What needs to be done:
Give back all of the data exactly. Leave nothing out.

::: Extracted records :::

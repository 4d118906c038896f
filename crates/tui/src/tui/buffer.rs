/// Single-line editable text with a cursor, used for form fields and the search box.
///
/// The cursor is a byte offset that always sits on a char boundary.
#[derive(Debug, Clone, Default, PartialEq, Eq)]
pub struct TextBuffer {
    text: String,
    cursor: usize,
}

impl TextBuffer {
    pub fn new() -> Self {
        Self::default()
    }

    pub fn as_str(&self) -> &str {
        &self.text
    }

    pub fn clear(&mut self) {
        self.text.clear();
        self.cursor = 0;
    }

    pub fn set<T: Into<String>>(&mut self, value: T) {
        let value: String = value.into();
        self.text = value.replace(['\n', '\r'], " ");
        self.cursor = self.text.len();
    }

    pub fn insert_char(&mut self, ch: char) {
        if ch == '\n' || ch == '\r' {
            return;
        }
        self.text.insert(self.cursor, ch);
        self.cursor += ch.len_utf8();
    }

    pub fn backspace(&mut self) {
        if let Some(prev) = self.prev_boundary() {
            self.text.drain(prev..self.cursor);
            self.cursor = prev;
        }
    }

    pub fn delete_char(&mut self) {
        if let Some(next) = self.next_boundary() {
            self.text.drain(self.cursor..next);
        }
    }

    /// Ctrl+W: drop the word before the cursor along with trailing spaces.
    pub fn delete_word(&mut self) {
        let head = &self.text[..self.cursor];
        let trimmed = head.trim_end_matches(' ');
        let start = trimmed.rfind(' ').map(|idx| idx + 1).unwrap_or(0);
        self.text.drain(start..self.cursor);
        self.cursor = start;
    }

    pub fn move_left(&mut self) {
        if let Some(prev) = self.prev_boundary() {
            self.cursor = prev;
        }
    }

    pub fn move_right(&mut self) {
        if let Some(next) = self.next_boundary() {
            self.cursor = next;
        }
    }

    pub fn move_home(&mut self) {
        self.cursor = 0;
    }

    pub fn move_end(&mut self) {
        self.cursor = self.text.len();
    }

    /// Column of the cursor counted in chars, for placing the terminal cursor.
    pub fn cursor_col(&self) -> usize {
        self.text[..self.cursor].chars().count()
    }

    fn prev_boundary(&self) -> Option<usize> {
        self.text[..self.cursor]
            .char_indices()
            .next_back()
            .map(|(idx, _)| idx)
    }

    fn next_boundary(&self) -> Option<usize> {
        self.text[self.cursor..]
            .chars()
            .next()
            .map(|ch| self.cursor + ch.len_utf8())
    }
}

#[cfg(test)]
mod tests {
    use super::*;

    #[test]
    fn set_places_cursor_at_end() {
        let mut buffer = TextBuffer::new();
        buffer.set("hello");

        assert_eq!(buffer.as_str(), "hello");
        assert_eq!(buffer.cursor_col(), 5);
    }

    #[test]
    fn set_flattens_newlines() {
        let mut buffer = TextBuffer::new();
        buffer.set("two\nlines");
        assert_eq!(buffer.as_str(), "two lines");
    }

    #[test]
    fn edits_respect_multibyte_chars() {
        let mut buffer = TextBuffer::new();
        buffer.set("café");
        buffer.move_left();
        buffer.insert_char('!');
        assert_eq!(buffer.as_str(), "caf!é");
        assert_eq!(buffer.cursor_col(), 4);

        buffer.move_end();
        buffer.backspace();
        assert_eq!(buffer.as_str(), "caf!");

        buffer.move_home();
        buffer.delete_char();
        assert_eq!(buffer.as_str(), "af!");
        assert_eq!(buffer.cursor_col(), 0);
    }

    #[test]
    fn delete_word_removes_previous_word() {
        let mut buffer = TextBuffer::new();
        buffer.set("buy oat milk  ");
        buffer.delete_word();
        assert_eq!(buffer.as_str(), "buy oat ");
        buffer.delete_word();
        buffer.delete_word();
        assert_eq!(buffer.as_str(), "");
    }

    #[test]
    fn ignores_line_breaks_and_boundary_moves() {
        let mut buffer = TextBuffer::new();
        buffer.insert_char('\n');
        buffer.backspace();
        buffer.move_left();
        buffer.delete_char();
        buffer.move_right();
        assert_eq!(buffer.as_str(), "");
        assert_eq!(buffer.cursor_col(), 0);
    }
}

:::

Written solution:
repository 4d118906c038896f
filename crates/tui/src/tui/buffer.rs
/// Single-line editable text with a cursor, used for form fields and the search box.
///
/// The cursor is a byte offset that always sits on a char boundary.
#[derive(Debug, Clone, Default, PartialEq, Eq)]
pub struct TextBuffer {
    text: String,
    cursor: usize,
}

impl TextBuffer {
    pub fn new() -> Self {
        Self::default()
    }

    pub fn as_str(&self) -> &str {
        &self.text
    }

    pub fn clear(&mut self) {
        self.text.clear();
        self.cursor = 0;
    }

    pub fn set<T: Into<String>>(&mut self, value: T) {
        let value: String = value.into();
        self.text = value.replace(['\n', '\r'], " ");
        self.cursor = self.text.len();
    }

    pub fn insert_char(&mut self, ch: char) {
        if ch == '\n' || ch == '\r' {
            return;
        }
        self.text.insert(self.cursor, ch);
        self.cursor += ch.len_utf8();
    }

    pub fn backspace(&mut self) {
        if let Some(prev) = self.prev_boundary() {
            self.text.drain(prev..self.cursor);
            self.cursor = prev;
        }
    }

    pub fn delete_char(&mut self) {
        if let Some(next) = self.next_boundary() {
            self.text.drain(self.cursor..next);
        }
    }

    /// Ctrl+W: drop the word before the cursor along with trailing spaces.
    pub fn delete_word(&mut self) {
        let head = &self.text[..self.cursor];
        let trimmed = head.trim_end_matches(' ');
        let start = trimmed.rfind(' ').map(|idx| idx + 1).unwrap_or(0);
        self.text.drain(start..self.cursor);
        self.cursor = start;
    }

    pub fn move_left(&mut self) {
        if let Some(prev) = self.prev_boundary() {
            self.cursor = prev;
        }
    }

    pub fn move_right(&mut self) {
        if let Some(next) = self.next_boundary() {
            self.cursor = next;
        }
    }

    pub fn move_home(&mut self) {
        self.cursor = 0;
    }

    pub fn move_end(&mut self) {
        self.cursor = self.text.len();
    }

    /// Column of the cursor counted in chars, for placing the terminal cursor.
    pub fn cursor_col(&self) -> usize {
        self.text[..self.cursor].chars().count()
    }

    fn prev_boundary(&self) -> Option<usize> {
        self.text[..self.cursor]
            .char_indices()
            .next_back()
            .map(|(idx, _)| idx)
    }

    fn next_boundary(&self) -> Option<usize> {
        self.text[self.cursor..]
            .chars()
            .next()
            .map(|ch| self.cursor + ch.len_utf8())
    }
}

#[cfg(test)]
mod tests {
    use super::*;

    #[test]
    fn set_places_cursor_at_end() {
        let mut buffer = TextBuffer::new();
        buffer.set("hello");

        assert_eq!(buffer.as_str(), "hello");
        assert_eq!(buffer.cursor_col(), 5);
    }

    #[test]
    fn set_flattens_newlines() {
        let mut buffer = TextBuffer::new();
        buffer.set("two\nlines");
        assert_eq!(buffer.as_str(), "two lines");
    }

    #[test]
    fn edits_respect_multibyte_chars() {
        let mut buffer = TextBuffer::new();
        buffer.set("café");
        buffer.move_left();
        buffer.insert_char('!');
        assert_eq!(buffer.as_str(), "caf!é");
        assert_eq!(buffer.cursor_col(), 4);

        buffer.move_end();
        buffer.backspace();
        assert_eq!(buffer.as_str(), "caf!");

        buffer.move_home();
        buffer.delete_char();
        assert_eq!(buffer.as_str(), "af!");
        assert_eq!(buffer.cursor_col(), 0);
    }

    #[test]
    fn delete_word_removes_previous_word() {
        let mut buffer = TextBuffer::new();
        buffer.set("buy oat milk  ");
        buffer.delete_word();
        assert_eq!(buffer.as_str(), "buy oat ");
        buffer.delete_word();
        buffer.delete_word();
        assert_eq!(buffer.as_str(), "");
    }

    #[test]
    fn ignores_line_breaks_and_boundary_moves() {
        let mut buffer = TextBuffer::new();
        buffer.insert_char('\n');
        buffer.backspace();
        buffer.move_left();
        buffer.delete_char();
        buffer.move_right();
        assert_eq!(buffer.as_str(), "");
        assert_eq!(buffer.cursor_col(), 0);
    }
}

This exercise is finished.